Plenty of lawmakers haven’t been swayed, however. A planned September vote on the MORE Act was delayed because moderates worried that voting on weed without passing another coronavirus aid package would hurt them on Election Day. And Republicans including House Minority Leader Kevin McCarthy and Senate Majority Leader Mitch McConnell chastised Democrats this week for voting on weed while a Covid aid bill still hangs in the balance.
“You’d think after a humiliating defeat at the ballot box this year, where Democrats didn’t defeat one Republican incumbent, that Democrats would get the picture that Americans are demanding action on issues that matter to them,” McCarthy said at a press conference Thursday.

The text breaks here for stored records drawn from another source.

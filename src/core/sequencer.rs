use std::time::Duration;

use rand::Rng;
use rand::rngs::ThreadRng;
use tracing::{debug, info};

use crate::core::palette::ColorId;
use crate::core::validate::AnimationConfig;

#[derive(Debug, Clone, Copy, PartialEq, Eq)]
pub enum Phase {
    Idle,
    Color,
    Delay,
}

/// What the display surface shows right now.
#[derive(Debug, Clone, Copy, Default, PartialEq, Eq)]
pub enum SurfaceFill {
    /// Neutral theme background, shown outside a run.
    #[default]
    Default,
    /// The white pause between two flashes.
    White,
    /// A flashed color.
    Flash(ColorId),
}

/// The result of one transition: the new surface fill plus the delay until
/// `advance` should be called again. `next: None` means the machine is idle
/// and nothing should be armed.
#[derive(Debug, Clone, Copy, PartialEq, Eq)]
pub struct Tick {
    pub fill: SurfaceFill,
    pub next: Option<Duration>,
}

impl Tick {
    const IDLE: Tick = Tick {
        fill: SurfaceFill::Default,
        next: None,
    };
}

/// Two-phase flash state machine. Owns the run snapshot and the repetition
/// counter; timing lives with the caller, which arms a single deadline from
/// each returned [`Tick`]. That keeps the walk testable without a clock.
#[derive(Debug)]
pub struct Sequencer<R: Rng = ThreadRng> {
    config: Option<AnimationConfig>,
    phase: Phase,
    completed: u32,
    rng: R,
}

impl Sequencer<ThreadRng> {
    #[must_use]
    pub fn new() -> Self {
        Self::with_rng(rand::rng())
    }
}

impl Default for Sequencer<ThreadRng> {
    fn default() -> Self {
        Self::new()
    }
}

impl<R: Rng> Sequencer<R> {
    #[must_use]
    pub fn with_rng(rng: R) -> Self {
        Self {
            config: None,
            phase: Phase::Idle,
            completed: 0,
            rng,
        }
    }

    #[must_use]
    pub fn phase(&self) -> Phase {
        self.phase
    }

    #[must_use]
    pub fn is_running(&self) -> bool {
        self.phase != Phase::Idle
    }

    /// Color displays completed so far in the current run.
    #[must_use]
    pub fn completed(&self) -> u32 {
        self.completed
    }

    #[must_use]
    pub fn total(&self) -> u32 {
        self.config
            .as_ref()
            .map_or(0, |config| config.repetitions)
    }

    /// Begins a fresh run, superseding any active one. The caller must drop
    /// its armed deadline before calling, so a stale transition can never
    /// fire into the new run. The first color phase is entered synchronously.
    pub fn start(&mut self, config: AnimationConfig) -> Tick {
        if self.is_running() {
            debug!(completed = self.completed, "superseding active run");
        }
        info!(
            colors = config.colors.len(),
            display_ms = config.display_time.as_millis() as u64,
            delay_ms = config.delay_time.as_millis() as u64,
            repetitions = config.repetitions,
            "starting run"
        );
        self.config = Some(config);
        self.completed = 0;
        self.enter_color_phase()
    }

    /// Drives the machine when the armed deadline fires.
    pub fn advance(&mut self) -> Tick {
        match self.phase {
            Phase::Color => {
                let delay_time = self
                    .config
                    .as_ref()
                    .map_or(Duration::ZERO, |config| config.delay_time);
                self.phase = Phase::Delay;
                Tick {
                    fill: SurfaceFill::White,
                    next: Some(delay_time),
                }
            }
            Phase::Delay => self.enter_color_phase(),
            Phase::Idle => Tick::IDLE,
        }
    }

    fn enter_color_phase(&mut self) -> Tick {
        let Some(config) = &self.config else {
            return Tick::IDLE;
        };

        if self.completed >= config.repetitions {
            info!(repetitions = config.repetitions, "run finished");
            self.phase = Phase::Idle;
            return Tick::IDLE;
        }

        let index = self.rng.random_range(0..config.colors.len());
        let color = config.colors[index];
        self.completed += 1;
        self.phase = Phase::Color;
        Tick {
            fill: SurfaceFill::Flash(color),
            next: Some(config.display_time),
        }
    }
}

#[cfg(test)]
mod tests {
    use rand::SeedableRng;
    use rand::rngs::StdRng;

    use super::*;

    fn test_config(colors: &[ColorId], repetitions: u32) -> AnimationConfig {
        AnimationConfig {
            colors: colors.to_vec(),
            display_time: Duration::from_millis(100),
            delay_time: Duration::ZERO,
            repetitions,
        }
    }

    fn test_sequencer() -> Sequencer<StdRng> {
        Sequencer::with_rng(StdRng::seed_from_u64(42))
    }

    /// Walks a started sequencer to completion, returning the flashed colors.
    fn run_to_idle(sequencer: &mut Sequencer<StdRng>, first: Tick) -> Vec<ColorId> {
        let mut flashes = Vec::new();
        let mut tick = first;
        while let Some(_delay) = tick.next {
            if let SurfaceFill::Flash(color) = tick.fill {
                flashes.push(color);
            }
            tick = sequencer.advance();
        }
        assert_eq!(tick.fill, SurfaceFill::Default);
        assert_eq!(sequencer.phase(), Phase::Idle);
        flashes
    }

    #[test]
    fn test_exact_repetition_count() {
        let colors = [ColorId::Red, ColorId::Blue];
        let mut sequencer = test_sequencer();
        let first = sequencer.start(test_config(&colors, 3));

        let flashes = run_to_idle(&mut sequencer, first);
        assert_eq!(flashes.len(), 3);
        for color in flashes {
            assert!(colors.contains(&color));
        }
    }

    #[test]
    fn test_first_color_is_synchronous() {
        let mut sequencer = test_sequencer();
        let first = sequencer.start(test_config(&[ColorId::Green], 1));
        assert_eq!(first.fill, SurfaceFill::Flash(ColorId::Green));
        assert_eq!(first.next, Some(Duration::from_millis(100)));
        assert_eq!(sequencer.completed(), 1);
    }

    #[test]
    fn test_phases_alternate() {
        let mut sequencer = test_sequencer();
        let first = sequencer.start(test_config(&[ColorId::Red], 2));
        assert!(matches!(first.fill, SurfaceFill::Flash(_)));

        let pause = sequencer.advance();
        assert_eq!(pause.fill, SurfaceFill::White);
        assert_eq!(pause.next, Some(Duration::ZERO));
        assert_eq!(sequencer.phase(), Phase::Delay);

        let second = sequencer.advance();
        assert!(matches!(second.fill, SurfaceFill::Flash(_)));
        assert_eq!(sequencer.phase(), Phase::Color);
    }

    #[test]
    fn test_restart_resets_counter() {
        let mut sequencer = test_sequencer();
        let first = sequencer.start(test_config(&[ColorId::Red], 5));
        assert_eq!(first.next, Some(Duration::from_millis(100)));
        sequencer.advance();
        sequencer.advance();
        assert_eq!(sequencer.completed(), 2);

        // restart mid-run: counter back to zero, first flash immediate
        let restarted = sequencer.start(test_config(&[ColorId::Purple], 2));
        assert_eq!(restarted.fill, SurfaceFill::Flash(ColorId::Purple));
        assert_eq!(sequencer.completed(), 1);

        let flashes = run_to_idle(&mut sequencer, restarted);
        assert_eq!(flashes.len(), 2);
    }

    #[test]
    fn test_restart_uses_new_snapshot() {
        let mut sequencer = test_sequencer();
        sequencer.start(test_config(&[ColorId::Red], 3));
        let tick = sequencer.start(AnimationConfig {
            colors: vec![ColorId::Cyan],
            display_time: Duration::from_millis(250),
            delay_time: Duration::from_millis(50),
            repetitions: 1,
        });
        assert_eq!(tick.fill, SurfaceFill::Flash(ColorId::Cyan));
        assert_eq!(tick.next, Some(Duration::from_millis(250)));
        assert_eq!(sequencer.total(), 1);
    }

    #[test]
    fn test_advance_when_idle_is_inert() {
        let mut sequencer = test_sequencer();
        let tick = sequencer.advance();
        assert_eq!(tick, Tick::IDLE);
        assert_eq!(sequencer.completed(), 0);
    }

    #[test]
    fn test_single_color_single_repetition() {
        let mut sequencer = test_sequencer();
        let first = sequencer.start(test_config(&[ColorId::Yellow], 1));
        assert_eq!(first.fill, SurfaceFill::Flash(ColorId::Yellow));

        let pause = sequencer.advance();
        assert_eq!(pause.fill, SurfaceFill::White);

        let done = sequencer.advance();
        assert_eq!(done, Tick::IDLE);
        assert!(!sequencer.is_running());
    }
}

Ahead of the vote, Republicans including Rep. Debbie Lesko of Arizona said removing marijuana from the Controlled Substances Act would jeopardize workplace safety. Others noted the lack of research on the health effects of cannabis and suggested reclassifying marijuana under federal law in a way that would make it easier to research but still restrict its use.
‘“We all agree that [marijuana] doesn’t belong in the same place on the schedule as cocaine, as heroin, as these other types of heavily addictive drugs,” said Rep. Ben Cline (R-Va.). “I think you would get much more of a bipartisan support for the measure if you went in that direction.”
When Republicans brought up the lack of regulations on edibles or vaping products in the bill during a House Rules Committee hearing this week, Rep. Sheila Jackson Lee (D-Texas) said regulating a new industry was not the point.
“This bill deals with decriminalizing, at a federal level, for possession and distribution — those simple points,” said Jackson Lee. “Let me be clear that we wanted to bring justice to thousands who have been incarcerated and [who] have been shut out from basic dignity of housing, scholarships and others. And I think we’ve answered it in this bill.”
The Democratic strategy to intertwine changes to federal marijuana laws as a key part of criminal justice reform also sends a message to President-elect Joe Biden. He has said people should not be arrested for using drugs but does not support legalization.
“We know that the White House is going to come out next year and focus on the three C’s: Covid, climate change and criminal justice reform,” said David Culver, a lobbyist for cannabis company Canopy Growth. “I think that’s why they’re focused so heavily on it — because they feel like it’s a really key part of their platform, going into Biden’s first term.”
Vice President-elect Kamala Harris is the chief sponsor of the MORE Act in the Senate, and one gap between her and Biden is their stance on marijuana legalization.
While anti-legalization advocates see Biden’s stance as a win, the pro-weed crowd hopes Harris will go to bat for their issue should the White House act on criminal justice reform.
No one expects that passage in the House will shake the Republican-led Senate’s inaction on marijuana, however. McConnell has said he will not consider comprehensive marijuana legislation, and if Republicans retain control following the Georgia Senate runoff it appears unlikely the MORE Act would be raised in the Senate.